Alex drew a deep, ragged breath and sensed a twinge of mild surprise from Rose. At least, Alex thought, I can still do that much. She stared down at her left hand, the hand with the bracelet, and wiggled the fingers, testing her ability to move them.
Rose's surprise sharpened into fear. Alex felt bad about scaring her, but she needed to know who was in charge. Then the little girl clapped her right hand over her left and held the fingers still. Alex strained against the child's will, but Rose maintained control. Alex could not move her hands.
"Mama, I feel strange," Rose whimpered.
Rose's mother mumbled something that sounded to Alex like "Chicago town" but probably wasn't. Then she turned slowly onto her side to face the wall. A moment later her breath eased back into the soft, regular rhythm of sleep.

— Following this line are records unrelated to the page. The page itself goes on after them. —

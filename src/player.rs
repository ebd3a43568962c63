use crate::cards::{Card, Hole, Street};
use std::fmt::{Display, Formatter};

/// The kind of action a player may submit. Closed so the engine's match
/// arms over it stay exhaustive as the game evolves.
#[derive(Debug, Clone, Copy, PartialEq, Eq, serde::Serialize, serde::Deserialize)]
pub enum ActionType {
    Fold,
    Check,
    Call,
    Bet,
    Raise,
    AllIn,
}

impl Display for ActionType {
    fn fmt(&self, f: &mut Formatter) -> std::fmt::Result {
        write!(
            f,
            "{}",
            match self {
                ActionType::Fold => "fold",
                ActionType::Check => "check",
                ActionType::Call => "call",
                ActionType::Bet => "bet",
                ActionType::Raise => "raise",
                ActionType::AllIn => "all-in",
            }
        )
    }
}

/// A decision returned by a player. `amount` is the raise-by increment for
/// `Raise`, the total wager for `Bet`, and ignored otherwise.
#[derive(Debug, Clone, Copy, PartialEq, Eq, serde::Serialize, serde::Deserialize)]
pub struct PlayerAction {
    pub player_id: u64,
    pub action_type: ActionType,
    pub amount: Option<u64>,
}

impl PlayerAction {
    pub fn new(player_id: u64, action_type: ActionType, amount: Option<u64>) -> Self {
        Self { player_id, action_type, amount }
    }
    pub fn fold(player_id: u64) -> Self {
        Self::new(player_id, ActionType::Fold, None)
    }
}

/// The view of the table an acting player is given: enough to decide, and
/// nothing about other players' hole cards. Owned data only, no references
/// into engine state, so a player implementation can stash it freely.
#[derive(Debug, Clone, serde::Serialize, serde::Deserialize)]
pub struct Observation {
    pub seat_index: usize,
    pub player_id: u64,
    pub hole: Option<Hole>,
    pub board: Vec<Card>,
    pub street: Street,
    pub pot: u64,
    pub current_bet: u64,
    pub stack: u64,
    pub call_amount: u64,
    pub min_bet_amount: u64,
    pub min_raise_increment: u64,
    pub valid_actions: Vec<ActionType>,
}

/// The pluggable behavior a seated player implements. This is the one seam
/// in the engine where dynamic dispatch is idiomatic: the set of strategies
/// an embedder plugs in is open-ended, unlike `Action`/`Event`.
pub trait Player {
    fn decide_action(&mut self, observation: &Observation) -> PlayerAction;

    /// Optional notification hook; the default no-op lets simple players
    /// ignore every event they don't care about.
    fn on_event(&mut self, _event: &crate::events::Event) {}
}
use crate::cards::{Board, Deck, Street};
use crate::table::Table;
use std::fmt::{Display, Formatter};

/// Coarse lifecycle stage, distinct from `Street`: `Street` only exists
/// once a hand is underway, while `Stage` also covers table setup and
/// teardown around hands.
#[derive(Debug, Clone, Copy, PartialEq, Eq, serde::Serialize, serde::Deserialize)]
pub enum Stage {
    WaitingForPlayers,
    Ready,
    Started,
    Dealing,
    PreFlop,
    Flop,
    Turn,
    River,
    Showdown,
    HandComplete,
    GameOver,
}

impl Display for Stage {
    fn fmt(&self, f: &mut Formatter) -> std::fmt::Result {
        write!(f, "{self:?}")
    }
}

impl From<Street> for Stage {
    fn from(street: Street) -> Self {
        match street {
            Street::Preflop => Stage::PreFlop,
            Street::Flop => Stage::Flop,
            Street::Turn => Stage::Turn,
            Street::River => Stage::River,
            Street::Showdown => Stage::Showdown,
        }
    }
}

/// The full mutable state of a game in progress: seating, chips, cards, and
/// where in the hand lifecycle play currently is. `Deck` is intentionally
/// excluded from serialization — its remaining order is an implementation
/// detail, not game state an observer should see or restore.
#[derive(Debug, Clone, serde::Serialize, serde::Deserialize)]
pub struct GameState {
    pub table: Table,
    #[serde(skip)]
    pub deck: Deck,
    pub board: Board,
    pub pot: u64,
    pub current_bet: u64,
    pub min_bet: u64,
    pub last_raise_size: u64,
    pub small_blind: u64,
    pub big_blind: u64,
    pub ante: u64,
    pub hand_number: u64,
    pub current_player_index: Option<usize>,
    pub street: Street,
    pub stage: Stage,
}

impl GameState {
    pub fn new(capacity: usize, small_blind: u64, big_blind: u64, ante: u64, seed: u64) -> Self {
        Self {
            table: Table::new(capacity),
            deck: Deck::new(seed),
            board: Board::empty(),
            pot: 0,
            current_bet: 0,
            min_bet: big_blind,
            last_raise_size: big_blind,
            small_blind,
            big_blind,
            ante,
            hand_number: 0,
            current_player_index: None,
            street: Street::Preflop,
            stage: Stage::WaitingForPlayers,
        }
    }

    pub fn reset_for_street(&mut self, street: Street) {
        self.street = street;
        self.stage = Stage::from(street);
        self.current_bet = 0;
        self.last_raise_size = 0;
        self.table.reset_for_street();
    }
}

Mother has been ill, Alex suddenly knew, and then realized she was hearing Rose's thoughts. The word wasn't "ill," exactly; Rose was thinking something closer to "out of harmony," which seemed like an odd concept for a little girl to express. With a start, Alex realized she wasn't hearing Rose's thoughts as literal words, but more abstractly -- as meanings, intents. She wanted to ponder that idea, to figure out how it worked - and what it might mean for her chances of traveling back to herself, back to the future.

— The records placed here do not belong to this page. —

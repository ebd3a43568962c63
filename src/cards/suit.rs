use std::fmt::{Display, Formatter, Result};

#[derive(Debug, Clone, Copy, PartialEq, Eq, Hash, serde::Serialize, serde::Deserialize)]
pub enum Suit {
    Club = 0,
    Diamond = 1,
    Heart = 2,
    Spade = 3,
}

impl Suit {
    pub const ALL: [Suit; 4] = [Suit::Club, Suit::Diamond, Suit::Heart, Suit::Spade];
}

impl From<u8> for Suit {
    fn from(n: u8) -> Suit {
        match n {
            0 => Suit::Club,
            1 => Suit::Diamond,
            2 => Suit::Heart,
            3 => Suit::Spade,
            _ => panic!("invalid suit index {n}"),
        }
    }
}

impl Display for Suit {
    fn fmt(&self, f: &mut Formatter) -> Result {
        write!(
            f,
            "{}",
            match self {
                Suit::Club => "c",
                Suit::Diamond => "d",
                Suit::Heart => "h",
                Suit::Spade => "s",
            }
        )
    }
}
use super::rank::Rank;

/// A hand's class and the ranks that determine it, ordered `HighCard` (weak)
/// to `StraightFlush` (strong). `StraightFlush(Ace)` is the royal flush;
/// `HandClass::from` below exposes it under its own name for callers that
/// want the full ten-class hierarchy spelled out.
#[derive(Debug, Clone, Copy, Eq, PartialEq, PartialOrd, Ord, serde::Serialize, serde::Deserialize)]
pub enum Ranking {
    HighCard(Rank),
    OnePair(Rank),
    TwoPair(Rank, Rank),
    ThreeOAK(Rank),
    Straight(Rank),
    Flush(Rank),
    FullHouse(Rank, Rank),
    FourOAK(Rank),
    StraightFlush(Rank),
}

impl Ranking {
    pub fn n_kickers(&self) -> usize {
        match self {
            Ranking::HighCard(_) => 4,
            Ranking::OnePair(_) => 3,
            Ranking::ThreeOAK(_) => 2,
            Ranking::FourOAK(_) | Ranking::TwoPair(_, _) => 1,
            _ => 0,
        }
    }

    /// ranks already accounted for by the primary value, to be excluded
    /// when picking kickers
    pub fn mask(&self) -> u16 {
        match *self {
            Ranking::TwoPair(hi, lo) => !(rank_bit(hi) | rank_bit(lo)),
            Ranking::HighCard(hi)
            | Ranking::OnePair(hi)
            | Ranking::FourOAK(hi)
            | Ranking::ThreeOAK(hi) => !rank_bit(hi),
            Ranking::FullHouse(..) | Ranking::StraightFlush(..) | Ranking::Straight(..) | Ranking::Flush(..) => {
                unreachable!("kickerless rankings never ask for a mask")
            }
        }
    }
}

pub(super) fn rank_bit(r: Rank) -> u16 {
    1u16 << (r as u8)
}

/// The ten-class hierarchy named literally, for display/reporting purposes.
/// `Ranking` is the data the engine actually compares; `HandClass` is the
/// label a caller of the public API sees.
#[derive(Debug, Clone, Copy, Eq, PartialEq, PartialOrd, Ord, serde::Serialize, serde::Deserialize)]
pub enum HandClass {
    HighCard,
    Pair,
    TwoPair,
    ThreeOfAKind,
    Straight,
    Flush,
    FullHouse,
    FourOfAKind,
    StraightFlush,
    RoyalFlush,
}

impl From<&Ranking> for HandClass {
    fn from(r: &Ranking) -> Self {
        match r {
            Ranking::HighCard(_) => HandClass::HighCard,
            Ranking::OnePair(_) => HandClass::Pair,
            Ranking::TwoPair(..) => HandClass::TwoPair,
            Ranking::ThreeOAK(_) => HandClass::ThreeOfAKind,
            Ranking::Straight(_) => HandClass::Straight,
            Ranking::Flush(_) => HandClass::Flush,
            Ranking::FullHouse(..) => HandClass::FullHouse,
            Ranking::FourOAK(_) => HandClass::FourOfAKind,
            Ranking::StraightFlush(Rank::Ace) => HandClass::RoyalFlush,
            Ranking::StraightFlush(_) => HandClass::StraightFlush,
        }
    }
}

impl std::fmt::Display for Ranking {
    fn fmt(&self, f: &mut std::fmt::Formatter) -> std::fmt::Result {
        match self {
            Ranking::FullHouse(r1, r2) => write!(f, "FullHouse {}{}", r1, r2),
            Ranking::TwoPair(r1, r2) => write!(f, "TwoPair {}{}", r1, r2),
            Ranking::HighCard(r) => write!(f, "HighCard {}", r),
            Ranking::OnePair(r) => write!(f, "OnePair {}", r),
            Ranking::ThreeOAK(r) => write!(f, "ThreeOfAKind {}", r),
            Ranking::Straight(r) => write!(f, "Straight {}", r),
            Ranking::FourOAK(r) => write!(f, "FourOfAKind {}", r),
            Ranking::Flush(r) => write!(f, "Flush {}", r),
            Ranking::StraightFlush(r) => write!(f, "StraightFlush {}", r),
        }
    }
}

Journeys Far, she thought unexpectedly, the knowledge seeping into her consciousness from some part of Rose's mind. The little girl's mother was Journeys Far, writer of the faded diary. Alex squinted at her in wonder across the murky room. This was the Indian medicine woman who could travel through time -- who could tell her how to get home. But first she had to figure out how to ask her, when Alex herself was nothing more than an extra consciousness in Rose's head.
Rose's body stiffened. Hounds barked in the distance, then stopped abruptly. And Alex snapped to alertness, suddenly conscious of every sigh of breath from the sleeping woman, of the sharp smell of onions, and of the scratch of wool against her fingers as she clutched the blanket. She and Rose turned to the window as one.

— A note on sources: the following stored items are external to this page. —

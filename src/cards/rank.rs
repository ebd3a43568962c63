use std::fmt::{Display, Formatter, Result};

/// A card's rank. Ace is always high (14); the wheel straight is handled
/// by the evaluator, not by giving Ace a second low value here.
#[derive(Debug, Clone, Copy, PartialEq, Eq, PartialOrd, Ord, Hash, serde::Serialize, serde::Deserialize)]
pub enum Rank {
    Two = 0,
    Three = 1,
    Four = 2,
    Five = 3,
    Six = 4,
    Seven = 5,
    Eight = 6,
    Nine = 7,
    Ten = 8,
    Jack = 9,
    Queen = 10,
    King = 11,
    Ace = 12,
}

impl Rank {
    pub const ALL: [Rank; 13] = [
        Rank::Two,
        Rank::Three,
        Rank::Four,
        Rank::Five,
        Rank::Six,
        Rank::Seven,
        Rank::Eight,
        Rank::Nine,
        Rank::Ten,
        Rank::Jack,
        Rank::Queen,
        Rank::King,
        Rank::Ace,
    ];
}

impl From<u8> for Rank {
    fn from(n: u8) -> Rank {
        match n {
            0 => Rank::Two,
            1 => Rank::Three,
            2 => Rank::Four,
            3 => Rank::Five,
            4 => Rank::Six,
            5 => Rank::Seven,
            6 => Rank::Eight,
            7 => Rank::Nine,
            8 => Rank::Ten,
            9 => Rank::Jack,
            10 => Rank::Queen,
            11 => Rank::King,
            12 => Rank::Ace,
            _ => panic!("invalid rank index {n}"),
        }
    }
}

/// bit position within a 13-bit rank mask, 13 meaning "highest set bit"
impl From<u16> for Rank {
    fn from(mask: u16) -> Self {
        assert!(mask != 0, "empty rank mask has no rank");
        Rank::from(15 - mask.leading_zeros() as u8)
    }
}

impl Display for Rank {
    fn fmt(&self, f: &mut Formatter) -> Result {
        write!(
            f,
            "{}",
            match self {
                Rank::Two => "2",
                Rank::Three => "3",
                Rank::Four => "4",
                Rank::Five => "5",
                Rank::Six => "6",
                Rank::Seven => "7",
                Rank::Eight => "8",
                Rank::Nine => "9",
                Rank::Ten => "T",
                Rank::Jack => "J",
                Rank::Queen => "Q",
                Rank::King => "K",
                Rank::Ace => "A",
            }
        )
    }
}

Outside, utter silence blanketed the night. A few minutes earlier, Alex had marveled at the quiet. But then the forest had rustled and whirred with the hush of small movements. Now she heard nothing. No night birds twittered in the trees; no crickets chirped. Even the cicadas' intermittent drone had ceased. People always talked about the calm before a storm, but the summer sky this night was clear; stars still glimmered above the trees.
Together, she and Rose held their breath, and waited.
Just outside the cabin, footfalls crunched dirt. Alex smelled smoke. And an inkier darkness blotted the stars for an instant as something man-sized flickered past the window.